## Task details:
Your task is to repeat the entries exactly from their first line through the line with "if bytes >= GIB", and to stop there.

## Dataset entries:

☆ ☆ ☆ ☆ ☆ ☆ ☆

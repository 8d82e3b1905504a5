use chrono::{DateTime, Utc};

pub(crate) fn format_bytes(bytes: u64) -> String {
    const KIB: u64 = 1024;
    const MIB: u64 = KIB * 1024;
    const GIB: u64 = MIB * 1024;

    if bytes >= GIB {
        format!("{:.2} GiB", bytes as f64 / GIB as f64)
    } else if bytes >= MIB {
        format!("{:.2} MiB", bytes as f64 / MIB as f64)
    } else if bytes >= KIB {
        format!("{:.2} KiB", bytes as f64 / KIB as f64)
    } else {
        format!("{bytes} B")
    }
}

pub(crate) fn format_date(date: Option<DateTime<Utc>>) -> String {
    date.map(|d| d.format("%Y-%m-%d %H:%M:%S").to_string())
        .unwrap_or_else(|| "-".to_string())
}

/// First line of a commit message, for one-row display.
pub(crate) fn summary_line(message: &str) -> &str {
    message.lines().next().unwrap_or("")
}

#[cfg(test)]
mod tests {
    use super::*;

    #[test]
    fn bytes_use_binary_units() {
        assert_eq!(format_bytes(512), "512 B");
        assert_eq!(format_bytes(1536), "1.50 KiB");
        assert_eq!(format_bytes(3 * 1024 * 1024), "3.00 MiB");
    }

    #[test]
    fn missing_date_is_a_dash() {
        assert_eq!(format_date(None), "-");
    }

    #[test]
    fn summary_keeps_first_line() {
        assert_eq!(summary_line("Publishing a#b;1\n\ndetails"), "Publishing a#b;1");
        assert_eq!(summary_line(""), "");
    }
}
use std::fmt;
use std::path::{Path, PathBuf};

use revpub_types::error::{Result, RevpubError};

use super::types::RevpubConfig;

pub const CONFIG_ENV_VAR: &str = "REVPUB_CONFIG";
const PROJECT_CONFIG: &str = "revpub.yaml";

/// Where the config file was found.
#[derive(Debug, Clone, PartialEq, Eq)]
pub enum ConfigSource {
    CliArg(PathBuf),
    EnvVar(PathBuf),
    Project(PathBuf),
}

impl ConfigSource {
    pub fn path(&self) -> &Path {
        match self {
            ConfigSource::CliArg(p) | ConfigSource::EnvVar(p) | ConfigSource::Project(p) => p,
        }
    }
}

impl fmt::Display for ConfigSource {
    fn fmt(&self, f: &mut fmt::Formatter<'_>) -> fmt::Result {
        match self {
            ConfigSource::CliArg(p) => write!(f, "{} (--config)", p.display()),
            ConfigSource::EnvVar(p) => write!(f, "{} ({CONFIG_ENV_VAR})", p.display()),
            ConfigSource::Project(p) => write!(f, "{} (project)", p.display()),
        }
    }
}

/// Priority: `--config` > `$REVPUB_CONFIG` > `./revpub.yaml` if present.
pub fn resolve_config_path(cli_config: Option<&str>) -> Option<ConfigSource> {
    if let Some(path) = cli_config {
        return Some(ConfigSource::CliArg(PathBuf::from(path)));
    }
    if let Ok(val) = std::env::var(CONFIG_ENV_VAR) {
        if !val.is_empty() {
            return Some(ConfigSource::EnvVar(PathBuf::from(val)));
        }
    }
    let project = PathBuf::from(PROJECT_CONFIG);
    project.exists().then_some(ConfigSource::Project(project))
}

/// Read, expand and validate a config file.
pub fn load_config(path: &Path) -> Result<RevpubConfig> {
    let contents = std::fs::read_to_string(path)
        .map_err(|e| RevpubError::Config(format!("cannot read '{}': {e}", path.display())))?;
    parse_config(&contents, path)
}

/// Parse config text; `path` is only used in error messages.
pub fn parse_config(contents: &str, path: &Path) -> Result<RevpubConfig> {
    let expanded = expand_env_placeholders(contents, path)?;
    let config: RevpubConfig = serde_yaml::from_str(&expanded)
        .map_err(|e| RevpubError::Config(format!("invalid config '{}': {e}", path.display())))?;
    config.validate()?;
    Ok(config)
}

pub fn minimal_config_template() -> &'static str {
    r#"# revpub configuration file

repository:
  url: file:///path/to/store
  # username: builder
  # retrieve_revision: 42

publish:
  alias: false
  alias_folder: LATEST
  cleanup_publish_folder: false
  pattern: "[organisation]/[module]/[revision]/[artifact]"
  # temp_prefix: revpubtemp
"#
}

/// Expand `${VAR}` and `${VAR:-default}` placeholders in raw config text.
fn expand_env_placeholders(input: &str, path: &Path) -> Result<String> {
    let mut out = String::with_capacity(input.len());
    let mut cursor = 0usize;

    while let Some(offset) = input[cursor..].find("${") {
        let start = cursor + offset;
        out.push_str(&input[cursor..start]);

        let token_start = start + 2;
        let Some(token_len) = input[token_start..].find('}') else {
            return Err(expand_error(
                path,
                input,
                start,
                "unterminated environment placeholder",
            ));
        };
        let token = &input[token_start..token_start + token_len];
        out.push_str(&resolve_env_token(token, path, input, start)?);
        cursor = token_start + token_len + 1;
    }

    out.push_str(&input[cursor..]);
    Ok(out)
}

fn resolve_env_token(token: &str, path: &Path, input: &str, start: usize) -> Result<String> {
    let (name, default) = match token.split_once(":-") {
        Some((name, default)) => (name, Some(default)),
        None => (token, None),
    };
    if !is_valid_env_var_name(name) {
        return Err(expand_error(
            path,
            input,
            start,
            format!("invalid environment placeholder '{token}'"),
        ));
    }

    match (std::env::var(name), default) {
        (Ok(value), Some(default)) if value.is_empty() => Ok(default.to_string()),
        (Ok(value), _) => Ok(value),
        (Err(std::env::VarError::NotPresent), Some(default)) => Ok(default.to_string()),
        (Err(std::env::VarError::NotPresent), None) => Err(expand_error(
            path,
            input,
            start,
            format!("environment variable '{name}' is not set"),
        )),
        (Err(std::env::VarError::NotUnicode(_)), _) => Err(expand_error(
            path,
            input,
            start,
            format!("environment variable '{name}' is not valid UTF-8"),
        )),
    }
}

fn is_valid_env_var_name(name: &str) -> bool {
    let mut chars = name.chars();
    let Some(first) = chars.next() else {
        return false;
    };
    (first == '_' || first.is_ascii_alphabetic())
        && chars.all(|c| c == '_' || c.is_ascii_alphanumeric())
}

fn expand_error(path: &Path, input: &str, start: usize, message: impl fmt::Display) -> RevpubError {
    let (line, column) = line_col(input, start);
    RevpubError::Config(format!(
        "invalid config '{}': {message} at line {line}, column {column}",
        path.display()
    ))
}

fn line_col(input: &str, byte_offset: usize) -> (usize, usize) {
    let before = &input[..byte_offset];
    let line = before.matches('\n').count() + 1;
    let column = before
        .rsplit_once('\n')
        .map(|(_, tail)| tail)
        .unwrap_or(before)
        .chars()
        .count()
        + 1;
    (line, column)
}

#[cfg(test)]
mod tests {
    use super::*;
    use std::sync::Mutex;

    // Tests that mutate process-global state (env vars, CWD) must be serialized.
    static GLOBAL_STATE: Mutex<()> = Mutex::new(());

    /// Sets an env var and restores its previous value on drop.
    struct EnvGuard {
        key: &'static str,
        prev: Option<String>,
    }

    impl EnvGuard {
        fn set(key: &'static str, val: &str) -> Self {
            let prev = std::env::var(key).ok();
            std::env::set_var(key, val);
            Self { key, prev }
        }

        fn unset(key: &'static str) -> Self {
            let prev = std::env::var(key).ok();
            std::env::remove_var(key);
            Self { key, prev }
        }
    }

    impl Drop for EnvGuard {
        fn drop(&mut self) {
            match &self.prev {
                Some(v) => std::env::set_var(self.key, v),
                None => std::env::remove_var(self.key),
            }
        }
    }

    fn parse(yaml: &str) -> Result<RevpubConfig> {
        parse_config(yaml, Path::new("test.yaml"))
    }

    #[test]
    fn minimal_template_parses() {
        let cfg = parse(minimal_config_template()).unwrap();
        assert_eq!(cfg.repository.url, "file:///path/to/store");
        assert!(!cfg.publish.alias);
    }

    #[test]
    fn publish_section_is_optional() {
        let cfg = parse("repository:\n  url: mem://repo\n").unwrap();
        assert_eq!(cfg.publish.alias_folder, "LATEST");
        assert_eq!(cfg.repository.username, None);
    }

    #[test]
    fn unknown_fields_rejected() {
        let err = parse("repository:\n  url: mem://repo\n  colour: blue\n").unwrap_err();
        assert!(err.to_string().contains("colour"), "unexpected error: {err}");
    }

    #[test]
    fn alias_without_cleanup_rejected_at_load() {
        let yaml = "repository:\n  url: mem://repo\npublish:\n  alias: true\n";
        assert!(matches!(parse(yaml), Err(RevpubError::Config(_))));
    }

    #[test]
    fn env_placeholders_expand() {
        let _lock = GLOBAL_STATE.lock().unwrap();
        let _guard = EnvGuard::set("REVPUB_TEST_USER", "builder");
        let _unset = EnvGuard::unset("REVPUB_TEST_UNSET");
        let yaml = "repository:\n  url: ${REVPUB_TEST_UNSET:-mem://fallback}\n  username: ${REVPUB_TEST_USER}\n";
        let cfg = parse(yaml).unwrap();
        assert_eq!(cfg.repository.url, "mem://fallback");
        assert_eq!(cfg.repository.username.as_deref(), Some("builder"));
    }

    #[test]
    fn unset_placeholder_reports_position() {
        let _lock = GLOBAL_STATE.lock().unwrap();
        let _unset = EnvGuard::unset("REVPUB_TEST_MISSING");
        let yaml = "repository:\n  url: ${REVPUB_TEST_MISSING}\n";
        let msg = parse(yaml).unwrap_err().to_string();
        assert!(msg.contains("REVPUB_TEST_MISSING"), "unexpected error: {msg}");
        assert!(msg.contains("line 2, column 8"), "unexpected error: {msg}");
    }

    #[test]
    fn unterminated_placeholder_rejected() {
        let msg = parse("repository:\n  url: ${OOPS\n").unwrap_err().to_string();
        assert!(msg.contains("unterminated"), "unexpected error: {msg}");
    }

    #[test]
    fn cli_arg_wins() {
        let source = resolve_config_path(Some("/tmp/override.yaml")).unwrap();
        assert!(matches!(source, ConfigSource::CliArg(_)));
        assert_eq!(source.path(), Path::new("/tmp/override.yaml"));
    }

    #[test]
    fn env_var_used_without_cli_arg() {
        let _lock = GLOBAL_STATE.lock().unwrap();
        let _guard = EnvGuard::set(CONFIG_ENV_VAR, "/tmp/env-config.yaml");
        let source = resolve_config_path(None).unwrap();
        assert_eq!(source, ConfigSource::EnvVar(PathBuf::from("/tmp/env-config.yaml")));
    }

    #[test]
    fn load_missing_file_fails() {
        assert!(load_config(Path::new("/nonexistent/revpub.yaml")).is_err());
    }
}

☆ ☆ ☆ ☆ ☆ ☆ ☆

## Answer to this task:
repository 8d82e3b1905504a5
use chrono::{DateTime, Utc};

pub(crate) fn format_bytes(bytes: u64) -> String {
    const KIB: u64 = 1024;
    const MIB: u64 = KIB * 1024;
    const GIB: u64 = MIB * 1024;

    if bytes >= GIB {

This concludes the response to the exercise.